[Problem requirements]
Please copy every line of the records below that holds the word "SimulationSummary".

[The input]
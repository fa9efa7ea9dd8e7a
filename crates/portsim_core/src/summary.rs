//! Terminal-value summary of a simulation batch.
//!
//! Ties on an extreme value resolve to the lowest simulation id. For an even
//! number of paths the statistical median is the mean of the two middle
//! terminal values; the representative median *path* is the lower-middle one
//! in (terminal value, id) order, since a chart needs an actual path.

use std::cmp::Ordering;

use crate::error::InsufficientDataError;
use crate::model::{SimulationBatch, SimulationId, SimulationSummary, SummaryEntry};

fn by_value_then_id(a: &SummaryEntry, b: &SummaryEntry) -> Ordering {
    a.terminal.total_cmp(&b.terminal).then(a.id.cmp(&b.id))
}

/// Reduce a batch to its max, median, and min terminal outcomes.
pub fn summarize(batch: &SimulationBatch) -> Result<SimulationSummary, InsufficientDataError> {
    let mut entries: Vec<SummaryEntry> = batch
        .terminal_values()
        .into_iter()
        .map(|(id, terminal)| SummaryEntry { id, terminal })
        .collect();

    if entries.is_empty() {
        return Err(InsufficientDataError {
            observations: 0,
            required: 1,
        });
    }

    entries.sort_by(by_value_then_id);

    let n = entries.len();
    let min = entries[0];
    // Lowest id among the paths sharing the largest terminal value
    let max_value = entries[n - 1].terminal;
    let max = entries
        .iter()
        .find(|e| e.terminal.total_cmp(&max_value) == Ordering::Equal)
        .copied()
        .unwrap_or(entries[n - 1]);

    let median = entries[(n - 1) / 2];
    let median_value = if n % 2 == 1 {
        median.terminal
    } else {
        (entries[n / 2 - 1].terminal + entries[n / 2].terminal) / 2.0
    };

    Ok(SimulationSummary {
        max,
        median,
        min,
        median_value,
    })
}

/// Filter the batch down to the max, median, and min paths (in that order).
#[must_use]
pub fn highlight(batch: &SimulationBatch, summary: &SimulationSummary) -> SimulationBatch {
    batch.select(&dedup_ids(summary.ids()))
}

/// A batch of one or two paths can map several summary roles to the same id.
fn dedup_ids(ids: [SimulationId; 3]) -> Vec<SimulationId> {
    let mut out = Vec::with_capacity(3);
    for id in ids {
        if !out.contains(&id) {
            out.push(id);
        }
    }
    out
}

[Expected answer]
use crate::model::{SimulationBatch, SimulationId, SimulationSummary, SummaryEntry};
pub fn summarize(batch: &SimulationBatch) -> Result<SimulationSummary, InsufficientDataError> {
    Ok(SimulationSummary {
pub fn highlight(batch: &SimulationBatch, summary: &SimulationSummary) -> SimulationBatch {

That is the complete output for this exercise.